Where companies are under common control but are not within a group, the prohibition may prohibit inter-company loans, guarantees, and security, because there are common directors, so that one or both companies is connected with a director.  Sometimes holding company and subsidiaries within the meaning of the Companies Act, are created artificially, by providing a so-called golden share (creating sufficient rights of control) so as to facilitate inter-company loans, securities, and guarantees.

There is an exemption for transactions between companies in a group. The group exemption applies to loans, quasi-loans, guarantees and security transactions for the benefit of a group embers. The definition of a holding company and subsidiary in the Companies Act applies. A holding company and its subsidiaries (down to a certain level) constitute a group for this purpose. This is narrower than what might constitute a group in other contexts.


Group Exemption II

The general prohibition does not prohibit a company from making a loan or quasi-loan to a body corporate which is its holding company, subsidiary or a subsidiary of its holding company.  It does not prohibit a guarantee or the provision of security in connection with a loan or quasi-loan made by any person to a body corporate which is its holding company, subsidiary or a subsidiary of its holding company.

The general prohibition does not prohibit a company from entering a credit transaction as a creditor for any body corporate which is its holding company, subsidiary or a subsidiary of its holding company.  It does not prohibit entering into a guarantee or providing any security in connection with a credit transaction made by any other person for any body corporate which is its holding company, subsidiary or a subsidiary of its holding company.


Transactions below Value

The general prohibition does not prohibit a company from entering an arrangement with a director or connected persons etc., if the value of the arrangement, and where other arrangements have been entered, the total value of all such arrangements, is less than 10% of the value of the company’s relevant assets. The relevant assets of a company are its net assets determined under its most recent financial statements.

A company enters an arrangement with a person if it  makes a loan or quasi-loan to or enters a credit transaction as a creditor for that person; or  enters a guarantee or provides any security in connection with a loan, quasi-loan or credit transaction made for that person or by any other person;

Where the arrangement comes to exceed 10% of the relevant assets for any reason such as by a fall in the value of the assets, it is the duty of the company and its directors and any other persons, who are aware or ought reasonably to be aware of the same, to amend the terms of the arrangements so that the total amount is within the relevant percentage limit.

This must be done within two months of when the directors become aware or ought reasonably to become aware of the situation. Where the terms of the arrangements are not amended within the relevant period, the arrangements are voidable at the instance of the company.


Summary Approval Procedure

The general prohibition does not prohibit a private limited company (an LTD) from making a loan or quasi-loan, entering a credit transaction or entering into a guarantee or providing any security etc. to a director or to a person connected to a director, if the summary approval procedure is followed in relation to the doing of that particular act.  The summary approval procedure is not available to a company which has a restricted person as a director.

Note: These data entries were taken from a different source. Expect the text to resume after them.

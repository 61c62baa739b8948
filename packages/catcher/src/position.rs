//! Call-site capture from the live stack
//!
//! A [`Position`] is the `(function, file, line)` triple of one stack frame,
//! resolved through the `backtrace` crate at the moment an error is wrapped.

use serde::Serialize;
use std::fmt;

/// Function name, source file and line of one call site.
///
/// The `Default` value is the unknown position: empty strings and line `0`.
#[derive(Debug, Clone, Default, PartialEq, Eq, Hash, Serialize)]
pub struct Position {
    function: String,
    file: String,
    line: u32,
}

impl Position {
    /// Build a position from already known parts
    #[must_use]
    pub fn new(function: impl Into<String>, file: impl Into<String>, line: u32) -> Self {
        Self {
            function: function.into(),
            file: file.into(),
            line,
        }
    }

    /// Capture the call site `skip` levels above this function.
    ///
    /// Depth `0` is `Position::capture` itself, `1` is whoever called it, and
    /// so on. When the frame cannot be found or symbolized the unknown
    /// position is returned instead.
    #[inline(never)]
    #[must_use]
    pub fn capture(skip: usize) -> Self {
        let anchor = Self::capture as usize;
        let mut frames: Vec<backtrace::Frame> = Vec::new();
        let mut start = None;

        backtrace::trace(|frame| {
            if start.is_none() && frame.symbol_address() as usize == anchor {
                start = Some(frames.len());
            }
            frames.push(frame.clone());
            start.is_none_or(|s| frames.len() <= s.saturating_add(skip))
        });

        // Some unwinders report a symbol address that differs from the fn
        // pointer; fall back to matching on the resolved name.
        let start = start.or_else(|| frames.iter().position(is_capture_frame));

        start
            .and_then(|s| s.checked_add(skip))
            .and_then(|i| frames.get(i))
            .map(Self::resolve)
            .unwrap_or_default()
    }

    fn resolve(frame: &backtrace::Frame) -> Self {
        let mut position = None;
        backtrace::resolve_frame(frame, |symbol| {
            if position.is_some() {
                return;
            }
            let function = symbol
                .name()
                .map(|name| strip_hash(&format!("{name:#}")).to_string())
                .unwrap_or_default();
            let file = symbol
                .filename()
                .map(|path| path.display().to_string())
                .unwrap_or_default();
            position = Some(Self {
                function,
                file,
                line: symbol.lineno().unwrap_or(0),
            });
        });
        position.unwrap_or_default()
    }

    /// Fully qualified function name, empty when unknown
    #[must_use]
    pub fn function(&self) -> &str {
        &self.function
    }

    /// Source file as recorded in debug info, normally absolute
    #[must_use]
    pub fn file(&self) -> &str {
        &self.file
    }

    /// One-based line number, `0` when unknown
    #[must_use]
    pub fn line(&self) -> u32 {
        self.line
    }

    /// Whether capture failed to resolve anything at all
    #[must_use]
    pub fn is_unknown(&self) -> bool {
        self.function.is_empty() && self.file.is_empty() && self.line == 0
    }
}

impl fmt::Display for Position {
    fn fmt(&self, f: &mut fmt::Formatter<'_>) -> fmt::Result {
        if self.is_unknown() {
            return f.write_str("<unknown>");
        }
        write!(f, "{}:{} {}", self.file, self.line, self.function)
    }
}

fn is_capture_frame(frame: &backtrace::Frame) -> bool {
    let mut hit = false;
    backtrace::resolve_frame(frame, |symbol| {
        if let Some(name) = symbol.name() {
            let name = format!("{name:#}");
            let name = strip_hash(&name);
            hit |= name.ends_with("Position::capture") || name.ends_with("Position>::capture");
        }
    });
    hit
}

/// Drop the `::h0123456789abcdef` suffix legacy mangling leaves behind.
fn strip_hash(name: &str) -> &str {
    match name.rsplit_once("::") {
        Some((head, hash))
            if hash.len() == 17
                && hash.starts_with('h')
                && hash[1..].bytes().all(|b| b.is_ascii_hexdigit()) =>
        {
            head
        }
        _ => name,
    }
}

The summary approval procedure requires a declaration that the company is able to discharge its debts in full as they become due, together with a special resolution or unanimous resolution of the members passed within the previous 12 months.  An auditor’s report is no longer required.

If the resolution approving the transaction was not unanimous or was not approved by at least 90 percent of the shareholders, the transaction may not be undertaken for 30 days after the special resolution.  During this time, the dissenting minority may apply to the court, to cancel the special resolution.  The transaction may be suspended pending the court order.


SAP Director’s Resolution

A declaration is required to be given by the directors at a meeting held within 30 days prior to the meeting of the shareholders to pass the special resolution, approving the transaction or arrangement. It must be made by the directors or the sole director in the case of a limited company with the sole director.  Where there are more than two directors, a majority suffices.

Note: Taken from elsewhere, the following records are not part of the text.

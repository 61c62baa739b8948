//! Structured logging for frame decoding and reporting
//!
//! The library only emits through the `log` facade. Applications and tests
//! that want to see the output install `env_logger` through
//! [`LoggingTransformer`].

use crate::codec::CodecError;
use crate::describe::DescribeError;
use log::{debug, info, warn};
use std::sync::Once;

static INIT_LOGGER: Once = Once::new();

/// Logging setup and the log lines catcher emits
pub struct LoggingTransformer;

impl LoggingTransformer {
    /// Initialize logging system (should be called once at application startup)
    ///
    /// Configure levels via the `RUST_LOG` environment variable:
    /// - `RUST_LOG=catcher=warn` - damaged frames only
    /// - `RUST_LOG=catcher=debug` - also text that looked like a frame but was not
    pub fn init() {
        INIT_LOGGER.call_once(|| {
            env_logger::Builder::from_default_env()
                .format_timestamp_micros()
                .init();

            info!("Structured logging initialized");
        });
    }

    /// Initialize logging for test environments
    ///
    /// Use this in test modules to avoid initialization conflicts
    pub fn init_test() {
        let _ = env_logger::Builder::from_default_env()
            .is_test(true)
            .try_init();
    }

    /// A recognized frame had a numeric field that did not parse
    pub fn log_malformed_field(error: &CodecError) {
        warn!(target: "catcher::codec", "Frame decoded with substitute value: {error}");
    }

    /// Text carried the frame marker but did not parse as a frame
    pub fn log_not_a_frame(error: &CodecError) {
        debug!(target: "catcher::codec", "Treating text as a plain message: {error}");
    }

    /// Path relativization failed and the plain message is reported instead
    pub fn log_describe_fallback(error: &DescribeError) {
        debug!(target: "catcher::describe", "Falling back to the plain error text: {error}");
    }
}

A copy of the declaration must be filed with the Companies Registration Office (CRO) within 21 days of the relevant date.  On application, the High Court may declare the activity valid notwithstanding the failure to file the declaration, where this is satisfied that it would be just and equitable to do so.

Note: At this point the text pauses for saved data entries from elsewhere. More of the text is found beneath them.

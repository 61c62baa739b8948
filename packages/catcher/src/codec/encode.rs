//! Frame to text

use super::{CLOSE, LEN_SEP, MARKER, OPEN, SEP, VERSION};
use crate::frame::Frame;

/// Encode a frame into its text form.
///
/// A released frame is encoded with an empty inner payload.
#[must_use]
pub fn encode(frame: &Frame) -> String {
    let position = frame.position();
    let inner = frame.inner().unwrap_or_default();
    let code = frame.code().to_string();
    let line = position.line().to_string();

    let mut out = String::with_capacity(
        MARKER.len()
            + VERSION.len()
            + code.len()
            + line.len()
            + position.function().len()
            + position.file().len()
            + inner.len()
            + 32,
    );
    out.push_str(MARKER);
    out.push_str(VERSION);
    out.push_str(OPEN);
    out.push_str(&code);
    out.push_str(SEP);
    push_text(&mut out, position.function());
    out.push_str(SEP);
    push_text(&mut out, position.file());
    out.push_str(SEP);
    out.push_str(&line);
    out.push_str(SEP);
    push_text(&mut out, inner);
    out.push_str(CLOSE);
    out
}

/// Encode a frame into bytes; the same bytes as [`encode`]
#[must_use]
pub fn encode_bytes(frame: &Frame) -> Vec<u8> {
    encode(frame).into_bytes()
}

fn push_text(out: &mut String, text: &str) {
    out.push_str(&text.len().to_string());
    out.push_str(LEN_SEP);
    out.push_str(text);
}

A director who makes a declaration without reasonable grounds for his opinion that the company is solvent may be declared personally liable without limitation for all the debts and liabilities of the company. The application to have the director declared personally liable may be made by a liquidator, creditor or shareholder.  In the case of a successor, it may be made by the officers of that entity.  It may be made by the ODCE.

Where the company is wound up within 12 months, it is presumed that the director did not have reasonable grounds for making the declaration.


Miscellaneous Exceptions

The general prohibition does not prohibit a company from doing anything to provide any of its directors with funds to meet vouched expenses properly incurred for the purpose of the company, or for the purpose of enabling him to properly perform his or her duties as an officer of the company, or to enable any of its directors to avoid such expenditure. Where a company enters into a transaction so permitted, liability falling on any person arising from the transaction must be discharged within six months of the date on which it was incurred.  Contravention is a category 4 offence.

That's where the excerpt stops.